Canada still boasts one of the world’s highest Internet penetration rates. Last year, Ipsos-Reid and Statistics Canada conjointly reported Canada ranked second worldwide in Internet usage in 2000, with Sweden coming in first, and the U.S. ranking third. In 2002, Canada’s Internet penetration rate was just over 47 percent.
Canada had approximately 14.9 million individual Internet users last year. This number is expected to grow to 21.4 million by the end of 2004. That may not seem very impressive when compared to the volume of Internet users in the United States (153.8 million last year), but Statistics Canada confirms Canada’s total population of was only around 31 million when the data were gathered. That puts the level of Canadians’ involvement with the Internet into perspective.
Given this latest news, and presuming it will inspire more advertisers to pursue the online market, I’d like to examine how some of the latest online advertising trends are unfolding up North. We’ll look at some of the more appealing options available to online marketers.
My ClickZ colleague Martin Lindstrom wrote an interesting case study on YellowPages.com a couple weeks ago. He addressed the company’s efforts to develop a brand identity and entertain users while keeping them informed. YellowPages.ca is the company’s Canadian counterpart. Although it hasn’t undergone the same revisions and improvements as YellowPages.com, it’s increasingly popular among advertisers needing to reach an active, targeted Canadian audience.
YellowPages.ca’s structure allows advertisers to ensure their messages are delivered to an audience that’s actively searching for their particular brands, in manner not unlike keyword advertising. A retailer selling travel-related products, for example, can book banner placements in unambiguous site sections and fixed categories, such as Travel Accessories. For clients whose businesses are highly specific — whether business-to-consumer (B2C) or business-to-business (B2B) — and whose products are relatively obscure (think non-ceramic tiles, or transparent plastic bags), the technique is ideal. It takes the legwork out of online advertising, and it brings the customer to you.
YellowPages.ca’s media sales are handled by 24/7 Canada, the Canadian counterpart of 24/7. 24/7 Canada offers media buyers a variety of creative options within their network of Canadian sites, including customized marketing programs, some of which can be designed to reach French-Canadian consumers.
One of the hot trends in U.S. online advertising is also taking off in Canada: content integration and advertorial-style content placements.
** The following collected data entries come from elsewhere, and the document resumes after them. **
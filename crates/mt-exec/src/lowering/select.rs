//! SELECT lowering: FROM → WHERE → GROUP BY/HAVING → ORDER BY → projection → DISTINCT

use crate::error::{ExecError, ExecResult};
use crate::lowering::expr::lower_expr;
use crate::lowering::query::{lower_query, ordinal, sort_key};
use crate::plan::{
    AggregateCall, BinaryOp, Expr, JoinKind, Plan, ProjectItem, RelationRef, Scan, SortKey,
};
use sqlparser::ast::{
    self, Distinct, GroupByExpr, Join, JoinConstraint, JoinOperator, OrderByExpr, Select,
    SelectItem, SelectItemQualifiedWildcardKind, TableFactor, TableWithJoins,
};

/// Lower a SELECT, sorting by `order_by` before the projection
pub(crate) fn lower_select(select: &Select, order_by: &[OrderByExpr]) -> ExecResult<Plan> {
    let mut plan = lower_from(&select.from)?;

    if let Some(selection) = &select.selection {
        plan = Plan::Filter {
            input: Box::new(plan),
            predicate: lower_expr(selection, None)?,
        };
    }

    // Aggregate calls may appear in the projection, HAVING and ORDER BY
    let mut aggregates: Vec<AggregateCall> = Vec::new();

    let mut items = Vec::with_capacity(select.projection.len());
    for item in &select.projection {
        items.push(lower_select_item(item, &mut aggregates)?);
    }

    let having = select
        .having
        .as_ref()
        .map(|h| lower_expr(h, Some(&mut aggregates)))
        .transpose()?;

    let mut keys: Vec<SortKey> = Vec::with_capacity(order_by.len());
    for obe in order_by {
        let expr = match select_item_for(&obe.expr, &select.projection, &items)? {
            Some(expr) => expr,
            None => lower_expr(&obe.expr, Some(&mut aggregates))?,
        };
        keys.push(sort_key(obe, expr));
    }

    let group_by = lower_group_by(&select.group_by, &select.projection)?;

    if !group_by.is_empty() || !aggregates.is_empty() {
        plan = Plan::Aggregate {
            input: Box::new(plan),
            group_by,
            aggregates,
            having,
        };
    } else if let Some(predicate) = having {
        plan = Plan::Filter {
            input: Box::new(plan),
            predicate,
        };
    }

    if !keys.is_empty() {
        plan = Plan::Sort {
            input: Box::new(plan),
            keys,
        };
    }

    plan = Plan::Project {
        input: Box::new(plan),
        items,
    };

    match &select.distinct {
        None => {}
        Some(Distinct::Distinct) => {
            plan = Plan::Distinct {
                input: Box::new(plan),
            }
        }
        Some(other) => return Err(ExecError::Unsupported(other.to_string())),
    }

    Ok(plan)
}

fn lower_select_item(
    item: &SelectItem,
    aggregates: &mut Vec<AggregateCall>,
) -> ExecResult<ProjectItem> {
    match item {
        SelectItem::UnnamedExpr(expr) => {
            let alias = match expr {
                ast::Expr::Identifier(_) | ast::Expr::CompoundIdentifier(_) => None,
                other => Some(infer_column_name(other)),
            };
            Ok(ProjectItem::Expr {
                expr: lower_expr(expr, Some(aggregates))?,
                alias,
            })
        }
        SelectItem::ExprWithAlias { expr, alias } => Ok(ProjectItem::Expr {
            expr: lower_expr(expr, Some(aggregates))?,
            alias: Some(alias.value.clone()),
        }),
        SelectItem::Wildcard(_) => Ok(ProjectItem::Wildcard { qualifier: None }),
        SelectItem::QualifiedWildcard(SelectItemQualifiedWildcardKind::ObjectName(name), _) => {
            let qualifier = name
                .0
                .last()
                .and_then(|part| part.as_ident())
                .map(|ident| ident.value.clone())
                .ok_or_else(|| ExecError::Unsupported(format!("{}.*", name)))?;
            Ok(ProjectItem::Wildcard {
                qualifier: Some(qualifier),
            })
        }
        SelectItem::QualifiedWildcard(kind, _) => {
            Err(ExecError::Unsupported(format!("wildcard {}", kind)))
        }
    }
}

/// Output name of an unaliased computed column
fn infer_column_name(expr: &ast::Expr) -> String {
    match expr {
        ast::Expr::Function(f) => f.name.to_string().to_lowercase(),
        ast::Expr::Nested(inner) => infer_column_name(inner),
        other => other.to_string(),
    }
}

/// Resolve an ORDER BY key naming a select item by position or alias
fn select_item_for(
    key: &ast::Expr,
    projection: &[SelectItem],
    items: &[ProjectItem],
) -> ExecResult<Option<Expr>> {
    if let Some(pos) = ordinal(key) {
        return match items.get(pos - 1) {
            Some(ProjectItem::Expr { expr, .. }) => Ok(Some(expr.clone())),
            Some(ProjectItem::Wildcard { .. }) => Err(ExecError::Unsupported(format!(
                "ORDER BY position {} refers to a wildcard",
                pos
            ))),
            None => Err(ExecError::ColumnNotFound(format!("position {}", pos))),
        };
    }
    if let ast::Expr::Identifier(ident) = key {
        for (item, lowered) in projection.iter().zip(items) {
            if let (SelectItem::ExprWithAlias { alias, .. }, ProjectItem::Expr { expr, .. }) =
                (item, lowered)
            {
                if alias.value.eq_ignore_ascii_case(&ident.value) {
                    return Ok(Some(expr.clone()));
                }
            }
        }
    }
    Ok(None)
}

fn lower_group_by(group_by: &GroupByExpr, projection: &[SelectItem]) -> ExecResult<Vec<Expr>> {
    let exprs = match group_by {
        GroupByExpr::Expressions(exprs, _) => exprs,
        GroupByExpr::All(_) => return Err(ExecError::Unsupported("GROUP BY ALL".to_string())),
    };
    exprs
        .iter()
        .map(|e| match ordinal(e) {
            Some(pos) => match projection.get(pos - 1) {
                Some(SelectItem::UnnamedExpr(expr)) | Some(SelectItem::ExprWithAlias { expr, .. }) => {
                    lower_expr(expr, None)
                }
                _ => Err(ExecError::ColumnNotFound(format!("GROUP BY position {}", pos))),
            },
            None => lower_expr(e, None),
        })
        .collect()
}

/// Lower the FROM clause; additional comma-separated items are cross joins
fn lower_from(from: &[TableWithJoins]) -> ExecResult<Plan> {
    let Some((first, rest)) = from.split_first() else {
        return Ok(Plan::Dual);
    };
    let mut plan = lower_table_with_joins(first)?;
    for twj in rest {
        plan = Plan::Join {
            left: Box::new(plan),
            right: Box::new(lower_table_with_joins(twj)?),
            kind: JoinKind::Inner,
            condition: None,
        };
    }
    Ok(plan)
}

fn lower_table_with_joins(twj: &TableWithJoins) -> ExecResult<Plan> {
    let mut plan = lower_table_factor(&twj.relation)?;
    for join in &twj.joins {
        plan = lower_join(plan, join)?;
    }
    Ok(plan)
}

fn lower_table_factor(factor: &TableFactor) -> ExecResult<Plan> {
    match factor {
        TableFactor::Table {
            name, alias, args, ..
        } => {
            if args.is_some() {
                return Err(ExecError::Unsupported(format!("table function {}", name)));
            }
            let parts = name
                .0
                .iter()
                .map(|p| p.as_ident().map(|i| i.value.clone()))
                .collect::<Option<Vec<_>>>()
                .ok_or_else(|| ExecError::Unsupported(format!("relation name {}", name)))?;
            let relation = RelationRef::from_parts(&parts)
                .ok_or_else(|| ExecError::Unsupported(format!("relation name {}", name)))?;
            Ok(Plan::Scan(Scan {
                relation,
                alias: alias.as_ref().map(|a| a.name.value.clone()),
                source: None,
            }))
        }
        TableFactor::Derived {
            subquery, alias, ..
        } => Ok(Plan::Derived {
            input: Box::new(lower_query(subquery)?),
            alias: alias.as_ref().map(|a| a.name.value.clone()),
        }),
        TableFactor::NestedJoin {
            table_with_joins,
            alias,
        } => {
            let plan = lower_table_with_joins(table_with_joins)?;
            Ok(match alias {
                Some(a) => Plan::Derived {
                    input: Box::new(plan),
                    alias: Some(a.name.value.clone()),
                },
                None => plan,
            })
        }
        other => Err(ExecError::Unsupported(format!("FROM item {}", other))),
    }
}

fn lower_join(left: Plan, join: &Join) -> ExecResult<Plan> {
    let right = lower_table_factor(&join.relation)?;
    let (kind, constraint) = match &join.join_operator {
        JoinOperator::Join(c) | JoinOperator::Inner(c) => (JoinKind::Inner, Some(c)),
        JoinOperator::Left(c) | JoinOperator::LeftOuter(c) => (JoinKind::Left, Some(c)),
        _ if join
            .to_string()
            .trim_start()
            .to_ascii_uppercase()
            .starts_with("CROSS JOIN") =>
        {
            (JoinKind::Inner, None)
        }
        _ => {
            return Err(ExecError::Unsupported(format!(
                "join {}",
                join.to_string().trim()
            )))
        }
    };

    let condition = match constraint {
        Some(JoinConstraint::On(expr)) => Some(lower_expr(expr, None)?),
        Some(JoinConstraint::Using(columns)) => Some(using_condition(&left, &right, columns)?),
        Some(JoinConstraint::Natural) => {
            return Err(ExecError::Unsupported("NATURAL JOIN".to_string()))
        }
        Some(JoinConstraint::None) | None => None,
    };

    Ok(Plan::Join {
        left: Box::new(left),
        right: Box::new(right),
        kind,
        condition,
    })
}

/// Qualifier under which a FROM item's columns are visible
fn plan_label(plan: &Plan) -> Option<&str> {
    match plan {
        Plan::Scan(scan) => Some(scan.qualifier()),
        Plan::Derived {
            alias: Some(alias), ..
        } => Some(alias),
        _ => None,
    }
}

/// `USING (a, b)` → `l.a = r.a AND l.b = r.b`
fn using_condition(left: &Plan, right: &Plan, columns: &[ast::ObjectName]) -> ExecResult<Expr> {
    let (Some(l), Some(r)) = (plan_label(left), plan_label(right)) else {
        return Err(ExecError::Unsupported(
            "USING needs named relations on both sides".to_string(),
        ));
    };
    let mut condition: Option<Expr> = None;
    for column in columns {
        let name = column
            .0
            .last()
            .and_then(|p| p.as_ident())
            .map(|i| i.value.clone())
            .ok_or_else(|| ExecError::Unsupported(format!("USING column {}", column)))?;
        let eq = Expr::binary(
            Expr::column(Some(l), &name),
            BinaryOp::Eq,
            Expr::column(Some(r), &name),
        );
        condition = Some(match condition {
            Some(prev) => Expr::binary(prev, BinaryOp::And, eq),
            None => eq,
        });
    }
    condition.ok_or_else(|| ExecError::Unsupported("empty USING list".to_string()))
}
The purpose is to promote the advertiser’s product and improve brand recall and purchase intent.
For the Dairy Farmers of Canada, the network recently partnered with Quebec’s largest recipe search site. It fashioned a unique ad placement: a branded, content-rich cheese section. It features recipes that call for cheese as a primary ingredient and that appeal to one of the client’s target markets: busy mothers with hyperactive families to feed.
YellowPages.ca also developed a customized search tool for General Motors of Canada. It’s currently running on one of Canada’s leading automotive portals, a research source for potential car buyers. The tool allows consumers to outline their specific car requirements and search for the GM vehicles that best suit their needs. It also localizes searches, only providing information on vehicles at local dealerships that meet the customer’s requirements.
If you represent a client based in Canada or buy for a U.S. business able to cater to Canadian consumers, these examples may prove useful when planning your next campaign. Even if you don’t have any direct involvement with Canadian media, our Northern neighbor’s online advertising initiatives are a good source of insight and inspiration. With such a large percentage of Canadians online, there may just be a Canadian Internet advertising boom yet.